● Exercise: What you give back must match the data character for character.
BEGIN Supplied material
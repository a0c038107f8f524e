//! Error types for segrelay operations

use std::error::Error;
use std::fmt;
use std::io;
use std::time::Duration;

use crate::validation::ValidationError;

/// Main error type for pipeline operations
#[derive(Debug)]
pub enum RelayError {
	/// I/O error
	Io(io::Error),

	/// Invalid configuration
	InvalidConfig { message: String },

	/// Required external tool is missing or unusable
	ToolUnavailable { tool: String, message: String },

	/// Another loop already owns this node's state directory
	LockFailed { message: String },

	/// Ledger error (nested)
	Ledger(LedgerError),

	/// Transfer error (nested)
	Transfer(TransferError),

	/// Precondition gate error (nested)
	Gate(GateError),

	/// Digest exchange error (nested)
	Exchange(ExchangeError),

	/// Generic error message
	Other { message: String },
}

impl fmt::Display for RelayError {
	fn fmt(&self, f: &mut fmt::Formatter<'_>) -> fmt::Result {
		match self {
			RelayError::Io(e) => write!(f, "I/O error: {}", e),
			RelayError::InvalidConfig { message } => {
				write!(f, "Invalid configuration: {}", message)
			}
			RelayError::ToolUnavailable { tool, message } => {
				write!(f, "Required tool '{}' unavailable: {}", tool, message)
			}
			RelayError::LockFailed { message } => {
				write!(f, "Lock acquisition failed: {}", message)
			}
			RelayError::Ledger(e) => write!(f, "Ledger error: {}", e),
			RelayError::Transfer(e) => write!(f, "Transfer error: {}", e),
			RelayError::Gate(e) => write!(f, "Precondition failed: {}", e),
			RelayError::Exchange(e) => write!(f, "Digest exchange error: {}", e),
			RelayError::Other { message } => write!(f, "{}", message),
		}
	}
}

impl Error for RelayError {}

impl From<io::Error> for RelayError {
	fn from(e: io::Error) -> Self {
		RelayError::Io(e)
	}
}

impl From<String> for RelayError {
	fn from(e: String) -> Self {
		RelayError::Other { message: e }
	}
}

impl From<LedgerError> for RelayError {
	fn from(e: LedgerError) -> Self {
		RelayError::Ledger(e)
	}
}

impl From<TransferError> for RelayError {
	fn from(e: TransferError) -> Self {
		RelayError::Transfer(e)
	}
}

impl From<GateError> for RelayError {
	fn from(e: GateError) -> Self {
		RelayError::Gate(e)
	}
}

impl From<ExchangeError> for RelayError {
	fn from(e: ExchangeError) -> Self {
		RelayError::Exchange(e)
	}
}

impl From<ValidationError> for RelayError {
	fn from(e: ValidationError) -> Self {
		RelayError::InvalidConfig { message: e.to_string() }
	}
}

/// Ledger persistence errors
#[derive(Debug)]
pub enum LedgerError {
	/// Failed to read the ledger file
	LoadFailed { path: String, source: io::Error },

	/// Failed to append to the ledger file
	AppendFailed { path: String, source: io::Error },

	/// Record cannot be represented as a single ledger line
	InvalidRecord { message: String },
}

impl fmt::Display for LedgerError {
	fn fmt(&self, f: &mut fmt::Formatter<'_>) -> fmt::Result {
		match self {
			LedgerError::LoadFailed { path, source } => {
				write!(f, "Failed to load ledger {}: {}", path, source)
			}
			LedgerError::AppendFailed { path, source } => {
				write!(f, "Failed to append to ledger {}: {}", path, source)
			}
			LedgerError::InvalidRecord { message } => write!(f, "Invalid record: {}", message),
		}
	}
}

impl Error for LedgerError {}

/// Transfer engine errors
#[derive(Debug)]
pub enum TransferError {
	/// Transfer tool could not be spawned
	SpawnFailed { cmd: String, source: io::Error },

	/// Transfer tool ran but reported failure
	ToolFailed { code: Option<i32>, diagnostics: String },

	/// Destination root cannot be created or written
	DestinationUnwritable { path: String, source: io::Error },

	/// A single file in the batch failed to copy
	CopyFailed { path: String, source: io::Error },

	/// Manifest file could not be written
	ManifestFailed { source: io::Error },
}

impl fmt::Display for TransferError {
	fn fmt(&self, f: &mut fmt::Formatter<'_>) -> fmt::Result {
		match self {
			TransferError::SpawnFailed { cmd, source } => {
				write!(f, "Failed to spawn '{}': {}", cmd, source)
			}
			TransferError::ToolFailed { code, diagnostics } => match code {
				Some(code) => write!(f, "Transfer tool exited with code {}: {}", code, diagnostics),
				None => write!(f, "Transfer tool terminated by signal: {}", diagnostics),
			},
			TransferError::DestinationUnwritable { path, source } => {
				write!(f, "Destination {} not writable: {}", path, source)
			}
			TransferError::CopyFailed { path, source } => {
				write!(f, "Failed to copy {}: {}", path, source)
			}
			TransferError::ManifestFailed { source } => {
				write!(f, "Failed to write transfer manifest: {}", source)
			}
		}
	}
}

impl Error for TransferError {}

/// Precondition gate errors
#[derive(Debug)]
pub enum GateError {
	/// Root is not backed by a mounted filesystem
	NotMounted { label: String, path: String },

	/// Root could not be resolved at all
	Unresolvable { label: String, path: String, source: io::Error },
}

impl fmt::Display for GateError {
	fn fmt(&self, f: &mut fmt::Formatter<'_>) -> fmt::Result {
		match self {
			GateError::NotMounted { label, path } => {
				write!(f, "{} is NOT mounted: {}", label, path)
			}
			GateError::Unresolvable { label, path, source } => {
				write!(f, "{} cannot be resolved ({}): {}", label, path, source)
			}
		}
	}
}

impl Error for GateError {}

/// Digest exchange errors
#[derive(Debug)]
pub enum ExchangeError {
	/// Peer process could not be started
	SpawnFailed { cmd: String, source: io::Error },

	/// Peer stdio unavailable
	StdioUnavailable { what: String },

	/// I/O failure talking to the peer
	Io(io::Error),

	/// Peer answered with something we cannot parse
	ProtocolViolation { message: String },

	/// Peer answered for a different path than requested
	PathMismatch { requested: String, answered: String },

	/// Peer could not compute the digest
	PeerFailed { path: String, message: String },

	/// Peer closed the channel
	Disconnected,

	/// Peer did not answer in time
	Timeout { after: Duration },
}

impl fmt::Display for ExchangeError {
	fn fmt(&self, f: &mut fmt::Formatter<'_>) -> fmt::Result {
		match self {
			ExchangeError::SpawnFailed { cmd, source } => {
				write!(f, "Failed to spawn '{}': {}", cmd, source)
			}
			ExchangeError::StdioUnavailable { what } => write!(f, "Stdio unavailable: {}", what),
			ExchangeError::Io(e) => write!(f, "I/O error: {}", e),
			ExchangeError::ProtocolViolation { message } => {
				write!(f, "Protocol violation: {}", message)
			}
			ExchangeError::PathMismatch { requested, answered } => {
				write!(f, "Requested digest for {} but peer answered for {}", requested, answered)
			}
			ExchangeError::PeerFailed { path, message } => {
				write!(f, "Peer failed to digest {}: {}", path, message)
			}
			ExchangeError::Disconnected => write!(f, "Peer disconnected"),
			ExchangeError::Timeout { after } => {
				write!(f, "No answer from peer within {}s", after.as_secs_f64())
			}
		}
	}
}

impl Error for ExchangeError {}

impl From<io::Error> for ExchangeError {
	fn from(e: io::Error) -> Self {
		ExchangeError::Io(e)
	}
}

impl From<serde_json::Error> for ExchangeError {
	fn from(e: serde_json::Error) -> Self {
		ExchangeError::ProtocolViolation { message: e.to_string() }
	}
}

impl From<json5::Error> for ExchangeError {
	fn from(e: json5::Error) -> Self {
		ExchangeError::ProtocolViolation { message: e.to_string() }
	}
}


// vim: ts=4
END Supplied material
● Answer section:
repository a0c038107f8f524e
//! Error types for segrelay operations

use std::error::Error;
use std::fmt;
use std::io;
use std::time::Duration;

use crate::validation::ValidationError;

/// Main error type for pipeline operations
#[derive(Debug)]
pub enum RelayError {
	/// I/O error
	Io(io::Error),

	/// Invalid configuration
	InvalidConfig { message: String },

	/// Required external tool is missing or unusable
	ToolUnavailable { tool: String, message: String },

	/// Another loop already owns this node's state directory
	LockFailed { message: String },

	/// Ledger error (nested)
	Ledger(LedgerError),

	/// Transfer error (nested)
	Transfer(TransferError),

	/// Precondition gate error (nested)
	Gate(GateError),

	/// Digest exchange error (nested)
	Exchange(ExchangeError),

	/// Generic error message
	Other { message: String },
}

impl fmt::Display for RelayError {
	fn fmt(&self, f: &mut fmt::Formatter<'_>) -> fmt::Result {
		match self {
			RelayError::Io(e) => write!(f, "I/O error: {}", e),
			RelayError::InvalidConfig { message } => {
				write!(f, "Invalid configuration: {}", message)
			}
			RelayError::ToolUnavailable { tool, message } => {
				write!(f, "Required tool '{}' unavailable: {}", tool, message)
			}
			RelayError::LockFailed { message } => {
				write!(f, "Lock acquisition failed: {}", message)
			}
			RelayError::Ledger(e) => write!(f, "Ledger error: {}", e),
			RelayError::Transfer(e) => write!(f, "Transfer error: {}", e),
			RelayError::Gate(e) => write!(f, "Precondition failed: {}", e),
			RelayError::Exchange(e) => write!(f, "Digest exchange error: {}", e),
			RelayError::Other { message } => write!(f, "{}", message),
		}
	}
}

impl Error for RelayError {}

impl From<io::Error> for RelayError {
	fn from(e: io::Error) -> Self {
		RelayError::Io(e)
	}
}

impl From<String> for RelayError {
	fn from(e: String) -> Self {
		RelayError::Other { message: e }
	}
}

impl From<LedgerError> for RelayError {
	fn from(e: LedgerError) -> Self {
		RelayError::Ledger(e)
	}
}

impl From<TransferError> for RelayError {
	fn from(e: TransferError) -> Self {
		RelayError::Transfer(e)
	}
}

impl From<GateError> for RelayError {
	fn from(e: GateError) -> Self {
		RelayError::Gate(e)
	}
}

impl From<ExchangeError> for RelayError {
	fn from(e: ExchangeError) -> Self {
		RelayError::Exchange(e)
	}
}

impl From<ValidationError> for RelayError {
	fn from(e: ValidationError) -> Self {
		RelayError::InvalidConfig { message: e.to_string() }
	}
}

/// Ledger persistence errors
#[derive(Debug)]
pub enum LedgerError {
	/// Failed to read the ledger file
	LoadFailed { path: String, source: io::Error },

	/// Failed to append to the ledger file
	AppendFailed { path: String, source: io::Error },

	/// Record cannot be represented as a single ledger line
	InvalidRecord { message: String },
}

impl fmt::Display for LedgerError {
	fn fmt(&self, f: &mut fmt::Formatter<'_>) -> fmt::Result {
		match self {
			LedgerError::LoadFailed { path, source } => {
				write!(f, "Failed to load ledger {}: {}", path, source)
			}
			LedgerError::AppendFailed { path, source } => {
				write!(f, "Failed to append to ledger {}: {}", path, source)
			}
			LedgerError::InvalidRecord { message } => write!(f, "Invalid record: {}", message),
		}
	}
}

impl Error for LedgerError {}

/// Transfer engine errors
#[derive(Debug)]
pub enum TransferError {
	/// Transfer tool could not be spawned
	SpawnFailed { cmd: String, source: io::Error },

	/// Transfer tool ran but reported failure
	ToolFailed { code: Option<i32>, diagnostics: String },

	/// Destination root cannot be created or written
	DestinationUnwritable { path: String, source: io::Error },

	/// A single file in the batch failed to copy
	CopyFailed { path: String, source: io::Error },

	/// Manifest file could not be written
	ManifestFailed { source: io::Error },
}

impl fmt::Display for TransferError {
	fn fmt(&self, f: &mut fmt::Formatter<'_>) -> fmt::Result {
		match self {
			TransferError::SpawnFailed { cmd, source } => {
				write!(f, "Failed to spawn '{}': {}", cmd, source)
			}
			TransferError::ToolFailed { code, diagnostics } => match code {
				Some(code) => write!(f, "Transfer tool exited with code {}: {}", code, diagnostics),
				None => write!(f, "Transfer tool terminated by signal: {}", diagnostics),
			},
			TransferError::DestinationUnwritable { path, source } => {
				write!(f, "Destination {} not writable: {}", path, source)
			}
			TransferError::CopyFailed { path, source } => {
				write!(f, "Failed to copy {}: {}", path, source)
			}
			TransferError::ManifestFailed { source } => {
				write!(f, "Failed to write transfer manifest: {}", source)
			}
		}
	}
}

impl Error for TransferError {}

/// Precondition gate errors
#[derive(Debug)]
pub enum GateError {
	/// Root is not backed by a mounted filesystem
	NotMounted { label: String, path: String },

	/// Root could not be resolved at all
	Unresolvable { label: String, path: String, source: io::Error },
}

impl fmt::Display for GateError {
	fn fmt(&self, f: &mut fmt::Formatter<'_>) -> fmt::Result {
		match self {
			GateError::NotMounted { label, path } => {
				write!(f, "{} is NOT mounted: {}", label, path)
			}
			GateError::Unresolvable { label, path, source } => {
				write!(f, "{} cannot be resolved ({}): {}", label, path, source)
			}
		}
	}
}

impl Error for GateError {}

/// Digest exchange errors
#[derive(Debug)]
pub enum ExchangeError {
	/// Peer process could not be started
	SpawnFailed { cmd: String, source: io::Error },

	/// Peer stdio unavailable
	StdioUnavailable { what: String },

	/// I/O failure talking to the peer
	Io(io::Error),

	/// Peer answered with something we cannot parse
	ProtocolViolation { message: String },

	/// Peer answered for a different path than requested
	PathMismatch { requested: String, answered: String },

	/// Peer could not compute the digest
	PeerFailed { path: String, message: String },

	/// Peer closed the channel
	Disconnected,

	/// Peer did not answer in time
	Timeout { after: Duration },
}

impl fmt::Display for ExchangeError {
	fn fmt(&self, f: &mut fmt::Formatter<'_>) -> fmt::Result {
		match self {
			ExchangeError::SpawnFailed { cmd, source } => {
				write!(f, "Failed to spawn '{}': {}", cmd, source)
			}
			ExchangeError::StdioUnavailable { what } => write!(f, "Stdio unavailable: {}", what),
			ExchangeError::Io(e) => write!(f, "I/O error: {}", e),
			ExchangeError::ProtocolViolation { message } => {
				write!(f, "Protocol violation: {}", message)
			}
			ExchangeError::PathMismatch { requested, answered } => {
				write!(f, "Requested digest for {} but peer answered for {}", requested, answered)
			}
			ExchangeError::PeerFailed { path, message } => {
				write!(f, "Peer failed to digest {}: {}", path, message)
			}
			ExchangeError::Disconnected => write!(f, "Peer disconnected"),
			ExchangeError::Timeout { after } => {
				write!(f, "No answer from peer within {}s", after.as_secs_f64())
			}
		}
	}
}

impl Error for ExchangeError {}

impl From<io::Error> for ExchangeError {
	fn from(e: io::Error) -> Self {
		ExchangeError::Io(e)
	}
}

impl From<serde_json::Error> for ExchangeError {
	fn from(e: serde_json::Error) -> Self {
		ExchangeError::ProtocolViolation { message: e.to_string() }
	}
}

impl From<json5::Error> for ExchangeError {
	fn from(e: json5::Error) -> Self {
		ExchangeError::ProtocolViolation { message: e.to_string() }
	}
}


// vim: ts=4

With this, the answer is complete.